Y añade: “La belleza de la dulzaina y el tamboril es que estamos reproduciendo un sonido distinto al que estamos acostumbrados todo el día a escuchar. Yo tuve la suerte de que me enseño a tocar el tamboril un maestro, Teófilo Sánchez. No había pasado por ninguna escuela de música, una persona con mucha intuición”.

En cuanto a su maestro, Agustín señala: “Yo me fijé siempre en mi tío José Mari, estaba siempre con la cofradía, siempre deseando aprender, entonces no había nadie que enseñara y montó mi tío con Javier Barrio la Escuela de la Diputación en Guadalajara. Yo empecé a dar clases con Javier Barrio hacia 1996 pero un poco autodidacta sí que soy”.

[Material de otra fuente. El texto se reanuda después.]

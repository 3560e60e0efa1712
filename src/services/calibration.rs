//! Touch calibration handshake.
//!
//! DESIGN
//! ======
//! The touch table asks the node to show a sequence of points; each
//! physical touch advances to the next one. The queue drains front-first.
//!
//! STATES
//! ======
//! `Idle` → `CollectingPoints` (request accepted, items hidden, touches
//! subscribed) → `AwaitingTouches` (first point shown) → `Idle`.
//!
//! Whichever event finds the queue empty (the initial show or a touch)
//! takes the single completion path: remove the marker, restore item
//! visibility per `RestorePolicy`, drop the touch subscription. Completion
//! therefore fires exactly once per run.

use std::collections::VecDeque;

use serde::{Deserialize, Serialize};
use tracing::{debug, info};

use crate::scene::{ItemId, ItemKind, Rgba, Scene, VisibilitySnapshot};

/// What happens to item visibility when calibration completes.
#[derive(Debug, Clone, Copy, PartialEq, Eq)]
pub enum RestorePolicy {
    /// Every item becomes visible, including ones hidden before calibration.
    ShowAll,
    /// Each item gets back the visibility it had before calibration.
    Previous,
}

/// A calibration target on the table, in meters.
#[derive(Debug, Clone, Copy, PartialEq, Serialize, Deserialize)]
pub struct CalibrationPoint {
    pub x: f64,
    pub y: f64,
}

#[derive(Debug, Clone, Copy, PartialEq, Eq)]
pub enum Phase {
    Idle,
    CollectingPoints,
    AwaitingTouches,
}

/// Result of consuming one event.
#[derive(Debug, Clone, Copy, PartialEq)]
pub enum Advance {
    /// Marker now sits on this point.
    Shown(CalibrationPoint),
    /// Queue drained; visibility restored.
    Completed,
    /// Event arrived while no calibration was running.
    Ignored,
}

pub struct TouchCalibration {
    phase: Phase,
    pending: VecDeque<CalibrationPoint>,
    marker: Option<ItemId>,
    snapshot: Option<VisibilitySnapshot>,
    policy: RestorePolicy,
    marker_size_m: f64,
    completed_runs: u64,
}

impl TouchCalibration {
    #[must_use]
    pub fn new(policy: RestorePolicy, marker_size_m: f64) -> Self {
        Self {
            phase: Phase::Idle,
            pending: VecDeque::new(),
            marker: None,
            snapshot: None,
            policy,
            marker_size_m,
            completed_runs: 0,
        }
    }

    #[cfg(test)]
    #[must_use]
    pub fn phase(&self) -> Phase {
        self.phase
    }

    #[cfg(test)]
    #[must_use]
    pub fn pending(&self) -> usize {
        self.pending.len()
    }

    #[cfg(test)]
    #[must_use]
    pub fn marker(&self) -> Option<ItemId> {
        self.marker
    }

    /// Touch events are only consumed while a run is active.
    #[must_use]
    pub fn is_subscribed(&self) -> bool {
        self.phase != Phase::Idle
    }

    #[must_use]
    pub fn completed_runs(&self) -> u64 {
        self.completed_runs
    }

    /// Accept a calibration request: hide the scene and queue the points.
    ///
    /// A request during an active run replaces the queue but keeps the
    /// first visibility snapshot and marker.
    pub fn begin(&mut self, scene: &mut Scene, points: Vec<CalibrationPoint>) {
        if self.snapshot.is_none() {
            self.snapshot = Some(scene.hide_all());
        } else {
            debug!(discarded = self.pending.len(), "calibration: restarted with new points");
        }
        self.pending = points.into();
        self.phase = Phase::CollectingPoints;
        info!(points = self.pending.len(), "calibration: started, touch events subscribed");
    }

    /// Show the first queued point (internal follow-up to `begin`).
    pub fn show_next(&mut self, scene: &mut Scene) -> Advance {
        if self.phase != Phase::CollectingPoints {
            return Advance::Ignored;
        }
        self.advance(scene)
    }

    /// A touch was detected on the table.
    pub fn touch(&mut self, scene: &mut Scene) -> Advance {
        if !self.is_subscribed() {
            debug!("calibration: touch ignored, not calibrating");
            return Advance::Ignored;
        }
        self.advance(scene)
    }

    fn advance(&mut self, scene: &mut Scene) -> Advance {
        let Some(point) = self.pending.pop_front() else {
            return self.complete(scene);
        };
        let pos = scene.meters_to_px(point.x, point.y);
        let moved = self.marker.is_some_and(|id| scene.set_pos(id, pos));
        if !moved {
            let size = self.marker_size_m * scene.pixels_per_meter();
            self.marker = Some(scene.add(ItemKind::Ellipse { width: size, height: size }, pos, Rgba::WHITE));
        }
        self.phase = Phase::AwaitingTouches;
        debug!(x = point.x, y = point.y, remaining = self.pending.len(), "calibration: showing point");
        Advance::Shown(point)
    }

    fn complete(&mut self, scene: &mut Scene) -> Advance {
        if let Some(marker) = self.marker.take() {
            scene.remove(marker);
        }
        let snapshot = self.snapshot.take().unwrap_or_default();
        match self.policy {
            RestorePolicy::ShowAll => scene.show_all(),
            RestorePolicy::Previous => scene.restore_visibility(&snapshot),
        }
        self.phase = Phase::Idle;
        self.completed_runs += 1;
        info!(policy = ?self.policy, "calibration: completed, touch events unsubscribed");
        Advance::Completed
    }
}

#[cfg(test)]
#[path = "calibration_test.rs"]
mod tests;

El Certamen de Dulzaina y Tamboril
En cuanto al Certamen de Dulzaina y Tamboril de Sigüenza hacen un poco de historia. “Llevamos 28 años, el primer festival de dulzainas se celebró en 1988, aquello fue como una llamada de atención a la gente de Sigüenza sobre su música y sus instrumentos, fue una idea de José María Canfrán, él quería enganchar a Sigüenza con su música popular, su tradición castellana. Quiso hermanar a Sigüenza con su verdadera región que es Castilla la Vieja. Tanto por medio de la música como por medio de la cultura”.

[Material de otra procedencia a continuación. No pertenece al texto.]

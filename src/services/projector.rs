//! Projector bring-up.
//!
//! DESIGN
//! ======
//! At startup each configured projector is waited for (bounded), then
//! either logged as calibrated or sent off to calibrate on a spawned task.
//! Completions come back to the node as `Event::ProjectorCalibrated`.
//!
//! PUBLISHING
//! ==========
//! `projectors_calibrated = false` is published as soon as any projector
//! needs calibration. Once nothing is pending, the conjunction of all
//! results is published. If nothing needed calibration that happens
//! during bring-up itself.

use std::collections::{BTreeMap, BTreeSet};
use std::sync::Arc;

use tokio::sync::mpsc;
use tracing::{error, info, warn};

use crate::links::Projector;
use crate::services::startup::{Readiness, wait_ready};
use crate::services::status::StatusPublisher;
use crate::state::Event;

/// Tracks per-projector calibration results and what is still pending.
#[derive(Debug, Default)]
pub struct ProjectorTracker {
    results: BTreeMap<String, bool>,
    pending: BTreeSet<String>,
}

impl ProjectorTracker {
    #[must_use]
    pub fn new() -> Self {
        Self::default()
    }

    pub fn record(&mut self, id: &str, calibrated: bool) {
        self.pending.remove(id);
        self.results.insert(id.to_string(), calibrated);
    }

    pub fn mark_pending(&mut self, id: &str) {
        self.pending.insert(id.to_string());
    }

    #[must_use]
    pub fn has_pending(&self) -> bool {
        !self.pending.is_empty()
    }

    #[must_use]
    pub fn all_calibrated(&self) -> bool {
        self.results.values().all(|ok| *ok)
    }

    /// Record a finished calibration and publish if nothing is left pending.
    pub fn complete(&mut self, id: &str, result: Result<bool, String>, status: &StatusPublisher) {
        let calibrated = match result {
            Ok(calibrated) => {
                info!(projector = id, calibrated, "projector: calibration finished");
                calibrated
            }
            Err(e) => {
                error!(projector = id, error = %e, "projector: calibration failed");
                false
            }
        };
        if !self.pending.contains(id) {
            warn!(projector = id, "projector: completion for projector that was not calibrating");
        }
        self.record(id, calibrated);
        if !self.has_pending() {
            status.publish(self.all_calibrated());
        }
    }
}

/// Wait for every projector and start calibrations where needed.
///
/// Unreachable projectors are logged and counted as not calibrated.
pub async fn bring_up(
    projectors: &[Arc<dyn Projector>],
    readiness: Readiness,
    status: &StatusPublisher,
    events: &mpsc::Sender<Event>,
) -> ProjectorTracker {
    let mut tracker = ProjectorTracker::new();
    info!(count = projectors.len(), "projector: waiting for projector nodes");

    for projector in projectors {
        let id = projector.id().to_string();
        let reported = match wait_ready(&format!("projector {id}"), readiness, || projector.status()).await {
            Ok(reported) => reported,
            Err(e) => {
                error!(projector = %id, error = %e, "projector: unavailable");
                tracker.record(&id, false);
                continue;
            }
        };

        if reported.calibrated {
            info!(projector = %id, reported_id = %reported.id, "projector: already calibrated");
            tracker.record(&id, true);
            continue;
        }

        info!(projector = %id, reported_id = %reported.id, "projector: starting calibration");
        status.publish(false);
        tracker.mark_pending(&id);
        spawn_calibration(Arc::clone(projector), events.clone());
    }

    if !tracker.has_pending() {
        status.publish(tracker.all_calibrated());
    }
    tracker
}

fn spawn_calibration(projector: Arc<dyn Projector>, events: mpsc::Sender<Event>) {
    tokio::spawn(async move {
        let id = projector.id().to_string();
        let result = projector.calibrate().await.map_err(|e| e.to_string());
        if events.send(Event::ProjectorCalibrated { id, result }).await.is_err() {
            warn!("projector: node stopped before calibration finished");
        }
    });
}

#[cfg(test)]
#[path = "projector_test.rs"]
mod tests;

A partir de ahí se fue consolidando. Por el certamen de Dulzainas, que se pasó a llamar “José María Canfrán” desde el año 2003, han pasado las mejores figuras de la dulzaina y del tamboril de toda España. De los festivales de folklore que se hacen en la provincia de Guadalajara este es el más antiguo y el que más perdura. Señala Agustín: “A la gente este año le ha gustado mucho porque ha sido un certamen variado. No todo el mundo se puede pasar con tres horas de dulzaina, porque la dulzaina es un instrumento duro, siempre hay que hacerlo un poco variado, hemos traído baile que es algo más ameno y una cosa nueva que no había escuchado nunca yo, de acompañar las dulzainas con el órgano”. En cuanto a la participación recalca que “nosotros nunca repetimos el repertorio en el festival de Dulzaina y sacamos piezas nuevas cada año”.  Juanjo opina que “aunque siempre hay buena entrada, El Pósito debería estar abarrotado y que en el festival siempre participa gente valiosa y que se pueden aprenden cosas muchas”.